Arka duduk di pinggir ranjangku, masih mengenakan jas dari acara tadi, dasinya longgar, dan wajahnya muram.

“Harusnya aku yang ambil makanan. Harusnya kamu nggak jalan sendirian.”

Aku menoleh. “Kecelakaan bisa terjadi kapan saja, Arka.”

Dia menunduk. “Tapi kamu istriku. Aku yang seharusnya jagain kamu.”

Aku mengulurkan tangan, menggenggam jemarinya yang dingin.

“Aku jatuh. Tapi kamu yang bikin aku merasa aman.”

Dia menatapku.

Dan malam itu... untuk pertama kalinya, dia mencium keningku perlahan, hangat, tanpa kata.

Dan entah kenapa... aku tahu.

Dia mulai mencintaiku. Diam-diam. Tapi sungguh.

***

“Arkaaa... kamu serius bikinin aku bubur ayam jam segini?”

Aku menatapnya dengan mata lebar saat ia masuk ke kamar membawa nampan berisi bubur hangat, kerupuk, dan teh manis.

Dia mendesah.

“Kamu nggak boleh gerak banyak, dan tadi kamu bilang lapar, kan?”
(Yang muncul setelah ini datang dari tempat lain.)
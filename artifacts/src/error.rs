use std::{
    error::Error,
    fmt::{self, Display},
    io,
    path::PathBuf,
};

/// The result type used in the entire artifacts crate.
pub type Result<T> = std::result::Result<T, StoreErr>;

/// Failures while reading or publishing artifacts.
#[derive(Debug)]
pub enum StoreErr {
    Io { path: PathBuf, source: io::Error },
    Serde { path: PathBuf, source: serde_json::Error },
    /// Nothing has been published yet.
    NoCurrentVersion,
    /// The requested version does not exist or is not a valid id.
    UnknownVersion(String),
    /// An artifact name that is not a plain file stem.
    InvalidName(String),
}

impl StoreErr {
    pub(crate) fn io(path: impl Into<PathBuf>) -> impl FnOnce(io::Error) -> Self {
        let path = path.into();
        move |source| Self::Io { path, source }
    }

    pub(crate) fn serde(path: impl Into<PathBuf>) -> impl FnOnce(serde_json::Error) -> Self {
        let path = path.into();
        move |source| Self::Serde { path, source }
    }
}

impl Display for StoreErr {
    fn fmt(&self, f: &mut fmt::Formatter<'_>) -> fmt::Result {
        match self {
            StoreErr::Io { path, source } => write!(f, "io error on {}: {source}", path.display()),
            StoreErr::Serde { path, source } => {
                write!(f, "malformed artifact {}: {source}", path.display())
            }
            StoreErr::NoCurrentVersion => f.write_str("no model version has been published yet"),
            StoreErr::UnknownVersion(id) => write!(f, "unknown model version '{id}'"),
            StoreErr::InvalidName(name) => write!(f, "invalid artifact name '{name}'"),
        }
    }
}

impl Error for StoreErr {
    fn source(&self) -> Option<&(dyn Error + 'static)> {
        match self {
            StoreErr::Io { source, .. } => Some(source),
            StoreErr::Serde { source, .. } => Some(source),
            _ => None,
        }
    }
}
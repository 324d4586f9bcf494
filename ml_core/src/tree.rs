use ndarray::{Array1, ArrayView1, ArrayView2};
use serde::{Deserialize, Serialize};

use crate::{MlError, Regressor, Result};

/// Variance below which a node is considered pure.
const PURITY_EPS: f64 = 1e-12;

/// A node of a fitted regression tree.
///
/// Nodes are stored in a flat arena and reference their children by index,
/// which keeps deep trees cheap to (de)serialize.
#[derive(Debug, Clone, PartialEq, Serialize, Deserialize)]
#[serde(rename_all = "snake_case")]
pub enum Node {
    Leaf {
        value: f64,
        samples: usize,
    },
    Split {
        feature: usize,
        threshold: f64,
        left: usize,
        right: usize,
    },
}

/// A CART regression tree using the squared error criterion.
///
/// Samples with `x[feature] <= threshold` go left. Leaves predict the mean of
/// their training targets.
#[derive(Debug, Clone, Serialize, Deserialize)]
pub struct DecisionTreeRegressor {
    max_depth: Option<usize>,
    min_samples_split: usize,
    min_samples_leaf: usize,
    n_features: Option<usize>,
    nodes: Vec<Node>,
}

/// A node waiting to be grown.
struct Pending {
    node: usize,
    samples: Vec<usize>,
    depth: usize,
}

/// The best split found for a node.
struct Split {
    feature: usize,
    threshold: f64,
    score: f64,
}

impl Default for DecisionTreeRegressor {
    fn default() -> Self {
        Self::new()
    }
}

impl DecisionTreeRegressor {
    /// Creates a new unfitted tree with unlimited depth.
    pub fn new() -> Self {
        Self {
            max_depth: None,
            min_samples_split: 2,
            min_samples_leaf: 1,
            n_features: None,
            nodes: Vec::new(),
        }
    }

    /// Sets the maximum depth of the tree (the root has depth 0).
    pub fn with_max_depth(mut self, max_depth: Option<usize>) -> Self {
        self.max_depth = max_depth;
        self
    }

    /// Sets the minimum samples needed to split a node (at least 2).
    pub fn with_min_samples_split(mut self, min_samples: usize) -> Self {
        self.min_samples_split = min_samples.max(2);
        self
    }

    /// Sets the minimum samples each leaf must keep (at least 1).
    pub fn with_min_samples_leaf(mut self, min_samples: usize) -> Self {
        self.min_samples_leaf = min_samples.max(1);
        self
    }

    /// Returns the fitted nodes; the root is the first one.
    #[cfg(test)]
    fn nodes(&self) -> &[Node] {
        &self.nodes
    }

    /// Returns the depth of the fitted tree, 0 for a single leaf.
    #[cfg(test)]
    fn depth(&self) -> usize {
        let mut max = 0;
        let mut stack = Vec::new();
        if !self.nodes.is_empty() {
            stack.push((0, 0));
        }

        while let Some((idx, depth)) = stack.pop() {
            max = max.max(depth);
            if let Node::Split { left, right, .. } = self.nodes[idx] {
                stack.push((left, depth + 1));
                stack.push((right, depth + 1));
            }
        }

        max
    }

    /// Fits the tree on a subset of the rows of `x`.
    ///
    /// Repeated indices are allowed, which is how bootstrap samples are fed.
    ///
    /// # Args
    /// * `x` - The full feature matrix.
    /// * `y` - The full target vector.
    /// * `samples` - The row indices to train on.
    ///
    /// # Errors
    /// Returns `MlError` if the shapes disagree or `samples` is empty.
    pub fn fit_samples(
        &mut self,
        x: ArrayView2<f64>,
        y: ArrayView1<f64>,
        samples: Vec<usize>,
    ) -> Result<()> {
        if x.nrows() != y.len() {
            return Err(MlError::ShapeMismatch {
                what: "targets",
                got: y.len(),
                expected: x.nrows(),
            });
        }
        if samples.is_empty() {
            return Err(MlError::InvalidInput("cannot fit a tree on zero samples"));
        }
        if x.ncols() == 0 {
            return Err(MlError::InvalidInput("cannot fit a tree on zero features"));
        }

        self.nodes.clear();
        self.nodes.push(Node::Leaf {
            value: 0.0,
            samples: 0,
        });

        let mut stack = vec![Pending {
            node: 0,
            samples,
            depth: 0,
        }];

        while let Some(Pending {
            node,
            samples,
            depth,
        }) = stack.pop()
        {
            let (sum, sum_sq) = sums(y, &samples);
            let n = samples.len() as f64;
            let value = sum / n;
            let variance = sum_sq / n - value * value;

            let can_split = samples.len() >= self.min_samples_split
                && samples.len() >= 2 * self.min_samples_leaf
                && self.max_depth.is_none_or(|max| depth < max)
                && variance > PURITY_EPS;

            let split = if can_split {
                self.best_split(x, y, &samples, sum)
            } else {
                None
            };

            let Some(Split {
                feature, threshold, ..
            }) = split
            else {
                self.nodes[node] = Node::Leaf {
                    value,
                    samples: samples.len(),
                };
                continue;
            };

            let (left_samples, right_samples): (Vec<usize>, Vec<usize>) = samples
                .into_iter()
                .partition(|&i| x[[i, feature]] <= threshold);

            let left = self.push_placeholder();
            let right = self.push_placeholder();
            self.nodes[node] = Node::Split {
                feature,
                threshold,
                left,
                right,
            };

            stack.push(Pending {
                node: right,
                samples: right_samples,
                depth: depth + 1,
            });
            stack.push(Pending {
                node: left,
                samples: left_samples,
                depth: depth + 1,
            });
        }

        self.n_features = Some(x.ncols());
        Ok(())
    }

    /// Predicts the value of a single row.
    ///
    /// # Errors
    /// Returns `MlError::NotFitted` before a successful fit.
    pub fn predict_row(&self, row: ArrayView1<f64>) -> Result<f64> {
        if self.nodes.is_empty() {
            return Err(MlError::NotFitted("decision tree"));
        }

        let mut idx = 0;
        loop {
            match self.nodes[idx] {
                Node::Leaf { value, .. } => return Ok(value),
                Node::Split {
                    feature,
                    threshold,
                    left,
                    right,
                } => {
                    idx = if row[feature] <= threshold { left } else { right };
                }
            }
        }
    }

    fn push_placeholder(&mut self) -> usize {
        self.nodes.push(Node::Leaf {
            value: 0.0,
            samples: 0,
        });
        self.nodes.len() - 1
    }

    /// Finds the split with the largest squared error reduction.
    ///
    /// Minimizing the children's squared error is equivalent to maximizing
    /// `sum_l² / n_l + sum_r² / n_r`, which only needs running sums.
    fn best_split(
        &self,
        x: ArrayView2<f64>,
        y: ArrayView1<f64>,
        samples: &[usize],
        total: f64,
    ) -> Option<Split> {
        let n = samples.len();
        let parent_score = total * total / n as f64;
        let min_leaf = self.min_samples_leaf;
        let mut best: Option<Split> = None;
        let mut sorted = samples.to_vec();

        for feature in 0..x.ncols() {
            sorted.sort_by(|&a, &b| x[[a, feature]].total_cmp(&x[[b, feature]]));

            let mut left_sum = 0.0;
            for k in 1..n {
                left_sum += y[sorted[k - 1]];

                let lo = x[[sorted[k - 1], feature]];
                let hi = x[[sorted[k], feature]];
                if lo == hi || k < min_leaf || n - k < min_leaf {
                    continue;
                }

                let right_sum = total - left_sum;
                let score =
                    left_sum * left_sum / k as f64 + right_sum * right_sum / (n - k) as f64;

                if score <= parent_score + PURITY_EPS {
                    continue;
                }
                if best.as_ref().is_some_and(|b| score <= b.score) {
                    continue;
                }

                let mut threshold = lo + (hi - lo) / 2.0;
                if threshold >= hi {
                    threshold = lo;
                }

                best = Some(Split {
                    feature,
                    threshold,
                    score,
                });
            }
        }

        best
    }
}

impl Regressor for DecisionTreeRegressor {
    fn fit(&mut self, x: ArrayView2<f64>, y: ArrayView1<f64>) -> Result<()> {
        let samples = (0..x.nrows()).collect();
        self.fit_samples(x, y, samples)
    }

    fn predict(&self, x: ArrayView2<f64>) -> Result<Array1<f64>> {
        let expected = self.n_features.ok_or(MlError::NotFitted("decision tree"))?;
        if x.ncols() != expected {
            return Err(MlError::ShapeMismatch {
                what: "tree features",
                got: x.ncols(),
                expected,
            });
        }

        x.rows().into_iter().map(|row| self.predict_row(row)).collect()
    }

    fn n_features_in(&self) -> Option<usize> {
        self.n_features
    }
}

/// Returns the sum and the sum of squares of `y` over `samples`.
fn sums(y: ArrayView1<f64>, samples: &[usize]) -> (f64, f64) {
    samples.iter().fold((0.0, 0.0), |(s, sq), &i| {
        let v = y[i];
        (s + v, sq + v * v)
    })
}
Aku tertawa kecil. “Tapi bubur ayam jam sembilan malam? Bapak CEO ini luar biasa, ya.”

“Bubur darurat untuk istri dengan lutut luka,” katanya pelan, meletakkan nampan di pangkuanku.

Aku menyendok pelan, lalu pura-pura drama. “Arka, kamu mulai manis. Jangan-jangan kamu jatuh cinta.”

Dia mengangkat alis tanpa ekspresi.

“Jatuh cinta itu butuh proses.”

Aku mengerucutkan bibir.

“Tapi kamu masakin bubur. Itu udah 50% cinta menurut logika cewek.”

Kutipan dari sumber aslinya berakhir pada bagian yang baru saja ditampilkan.